The Commission for Standards in Public Life has distanced itself from the ongoing furore over assault allegations involving House Speaker McKeeva Bush, saying it is outside of its remit.
In a statement issued late Tuesday, the Commission said it has noted the allegations made against the Speaker of the House, his public statement and the expressions of concern by members of the public regarding this matter.
It said, based on legal advice, its powers do not extend to such situations.
“Based on the information in the public domain and in view of legal advice obtained previously on the Commission’s powers as set out under section 117(9) of the Cayman Islands Constitution Order 2009, whereby the Commission was advised that its authority does not extend to engagement with a public official’s private life or dealings except where the circumstances raise a reasonable inference of lack of integrity, incompetence, corruption, conflict of interest or lack of standards of ethical conduct in the conduct of that official’s public functions, the Commission considers this matter to be outside of its remit at this time,” it said in its statement.
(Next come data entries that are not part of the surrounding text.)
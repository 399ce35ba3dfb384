//! Subprocess runner.
//!
//! Tools are resolved once via `$PATH`, invoked with a literal argv
//! (never a shell), and their output is captured for the caller to
//! inspect. Expressed as a trait so tests can substitute an in-memory
//! double without relinking.

use std::ffi::OsStr;
use std::process::Command as StdCommand;

use crate::Error;

/// Captured result of a subprocess invocation.
#[derive(Debug, Clone, Default)]
pub struct RunOutput {
    pub status_success: bool,
    pub stdout: String,
    pub stderr: String,
}

/// The injectable seam between backends and the outside world.
///
/// Environment variables are inherited unchanged by every implementation
/// that actually spawns a process, so that test harnesses can point mock
/// tools at fixture state via env vars.
pub trait ProcessRunner {
    /// Run `program` with `args`, waiting for it to exit. Returns
    /// `Error::Unsupported` if `program` cannot be found on `$PATH`.
    fn run(&self, program: &str, args: &[&str]) -> Result<RunOutput, Error>;
}

/// Default runner: resolves tools on `$PATH` via `which` and spawns them
/// with `std::process::Command`, never through a shell.
#[derive(Debug, Default, Clone, Copy)]
pub struct SystemRunner;

impl ProcessRunner for SystemRunner {
    fn run(&self, program: &str, args: &[&str]) -> Result<RunOutput, Error> {
        let resolved = which::which(program).map_err(|_| {
            Error::Unsupported(format!("required tool '{program}' not found on PATH"))
        })?;

        tracing::debug!(
            program,
            args = ?args,
            "invoking external bootloader tool"
        );

        let output = StdCommand::new(&resolved)
            .args(args.iter().map(OsStr::new))
            .output()
            .map_err(|e| Error::backend(render_command(program, args), e.to_string()))?;

        let run_output = RunOutput {
            status_success: output.status.success(),
            stdout: String::from_utf8_lossy(&output.stdout).into_owned(),
            stderr: String::from_utf8_lossy(&output.stderr).into_owned(),
        };

        if !run_output.status_success {
            tracing::warn!(
                program,
                stderr = %run_output.stderr,
                "external bootloader tool exited non-zero"
            );
        }

        Ok(run_output)
    }
}

fn render_command(program: &str, args: &[&str]) -> String {
    if args.is_empty() {
        program.to_string()
    } else {
        format!("{program} {}", args.join(" "))
    }
}

/// Runs `program`/`args`, turning a non-zero exit into `Error::BackendError`
/// carrying stderr.
pub fn run_checked(
    runner: &dyn ProcessRunner,
    program: &str,
    args: &[&str],
) -> Result<String, Error> {
    let output = runner.run(program, args)?;
    if !output.status_success {
        return Err(Error::backend(render_command(program, args), output.stderr));
    }
    Ok(output.stdout)
}

#[cfg(any(test, feature = "test"))]
pub mod fake {
    use super::*;
    use std::cell::RefCell;
    use std::collections::VecDeque;

    /// An in-memory [`ProcessRunner`] for unit tests that exercise
    /// backend parsing/state logic without spawning a real process.
    ///
    /// Responses are consumed in FIFO order per `(program)` key; calls are
    /// recorded verbatim so a test can assert on the exact invocations a
    /// backend issued (e.g. that `barebox-state --set` batches every
    /// changed field into one call).
    #[derive(Default)]
    pub struct FakeRunner {
        responses: RefCell<VecDeque<RunOutput>>,
        pub calls: RefCell<Vec<(String, Vec<String>)>>,
    }

    impl FakeRunner {
        pub fn new() -> Self {
            Self::default()
        }

        pub fn push_ok(&self, stdout: impl Into<String>) {
            self.responses.borrow_mut().push_back(RunOutput {
                status_success: true,
                stdout: stdout.into(),
                stderr: String::new(),
            });
        }

        pub fn push_err(&self, stderr: impl Into<String>) {
            self.responses.borrow_mut().push_back(RunOutput {
                status_success: false,
                stdout: String::new(),
                stderr: stderr.into(),
            });
        }
    }

    impl ProcessRunner for FakeRunner {
        fn run(&self, program: &str, args: &[&str]) -> Result<RunOutput, Error> {
            self.calls.borrow_mut().push((
                program.to_string(),
                args.iter().map(|s| s.to_string()).collect(),
            ));
            self.responses
                .borrow_mut()
                .pop_front()
                .ok_or_else(|| Error::backend(program, "no fake response queued"))
        }
    }
}
/// Place the batch for stage 2 and start its clock
pub fn start_stage2(
    batch: &mut IncubationBatch,
    incubator_id: &IncubatorId,
    target_temperature: f64,
    actual_temperature: f64,
    actor: &str,
    now: DateTime<Local>,
) -> Result<()> {
    if batch.status != BatchStatus::Stage1Completed || batch.stage2.is_some() {
        return Err(EmtrackError::illegal("start_stage2", batch_state(batch)));
    }
    if actor.trim().is_empty() {
        return Err(EmtrackError::validation("actor must not be empty"));
    }
    check_band(target_temperature, 2, batch.media_type)?;
    check_band(actual_temperature, 2, batch.media_type)?;

    batch.stage2 = Some(StageRecord {
        incubator: incubator_id.clone(),
        target_temperature,
        placement_temperature: actual_temperature,
        placed_by: actor.to_string(),
        started_at: now,
        readings: Vec::new(),
        incubator_changes: Vec::new(),
        completed_at: None,
        completed_by: None,
    });
    batch.current_stage = 2;
    batch.status = BatchStatus::InProgress;

    debug!(batch_id = %batch.id, incubator = %incubator_id, "Stage 2 started");
    Ok(())
}

/// Complete stage 2 once the 24-hour minimum has elapsed; terminal
pub fn end_stage2(batch: &mut IncubationBatch, actor: &str, now: DateTime<Local>) -> Result<()> {
    if batch.current_stage != 2 {
        return Err(EmtrackError::illegal("end_stage2", batch_state(batch)));
    }
    if actor.trim().is_empty() {
        return Err(EmtrackError::validation("actor must not be empty"));
    }

    let state = batch_state(batch);
    let record = active_stage_mut(batch, "end_stage2", state)?;

    let elapsed = now - record.started_at;
    if elapsed < min_stage_duration() {
        return Err(EmtrackError::StageDurationNotMet {
            stage: 2,
            elapsed_minutes: elapsed.num_minutes(),
        });
    }

    record.completed_at = Some(now);
    record.completed_by = Some(actor.to_string());
    batch.status = BatchStatus::Completed;

    debug!(batch_id = %batch.id, "Stage 2 completed, batch finished");
    Ok(())
}

fn batch_state(batch: &IncubationBatch) -> String {
    format!("stage {} ({:?})", batch.current_stage, batch.status)
}

/// Stage record currently accepting audit entries. Fails if the batch was
/// never placed or the stage has already been completed.
fn active_stage_mut<'a>(
    batch: &'a mut IncubationBatch,
    action: &'static str,
    state: String,
) -> Result<&'a mut StageRecord> {
    let record = match batch.current_stage {
        2 => batch.stage2.as_mut(),
        _ => batch.stage1.as_mut(),
    };
    match record {
        Some(record) if !record.is_completed() => Ok(record),
        _ => Err(EmtrackError::illegal(action, state)),
    }
}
On the Commission’s website, it states that one its functions is “to monitor standards of ethical conduct in the Legislative Assembly, the Cabinet, and on the part of public authorities and public officers”.
The Commission added in its statement that it is not privy to the factual events that occurred during the incident and understands that the matter is being investigated by the RCIPS.
“No further statements will be made by the Commission at this time,” it said in its statement.
The Commission will be empowered on 1 March when the Standards in Public Life Law officially comes into force. Its creation was to ensure all those in public positions, such as politicians, government officials and board members, uphold all ethical standards. Its overarching law was passed in 2014 and amended in 2016.
Premier Alden McLaughlin last month announced the commencement of the law.